_What the task asks_
Copy each line of the entries that includes the word "build".
[Task input — start]
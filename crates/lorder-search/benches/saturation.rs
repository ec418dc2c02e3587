use criterion::{black_box, criterion_group, criterion_main, Criterion};
use lorder_ball::CayleyBall;
use lorder_core::{ExactGroup, ExactOracle, Word};
use lorder_search::{Monoid, OrderSearch, SearchConfig};
use lorder_sl2::samples::weeks;
use lorder_sl2::Sl2Oracle;

fn saturation_bench(c: &mut Criterion) {
    let oracle = ExactOracle::new(ExactGroup::FreeAbelian).unwrap();
    let ball = CayleyBall::build(oracle, 6).unwrap();
    let a = ball.find_word(&Word::letter('a')).unwrap().unwrap();
    let b = ball.find_word(&Word::letter('b')).unwrap().unwrap();
    c.bench_function("free_abelian_radius_6_quadrant", |bench| {
        bench.iter(|| black_box(Monoid::saturate(&ball, &[a, b]).len()));
    });
}

fn weeks_search_bench(c: &mut Criterion) {
    let ball = CayleyBall::build(Sl2Oracle::new(weeks().unwrap()), 3).unwrap();
    let a = ball.find_word(&Word::letter('a')).unwrap().unwrap();
    c.bench_function("weeks_radius_3_order_search", |bench| {
        bench.iter(|| black_box(OrderSearch::run(&ball, a, &SearchConfig::default()).unwrap()));
    });
}

criterion_group!(benches, saturation_bench, weeks_search_bench);
criterion_main!(benches);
[Task input — finish]
_Expected answer_
    let ball = CayleyBall::build(oracle, 6).unwrap();
    let ball = CayleyBall::build(Sl2Oracle::new(weeks().unwrap()), 3).unwrap();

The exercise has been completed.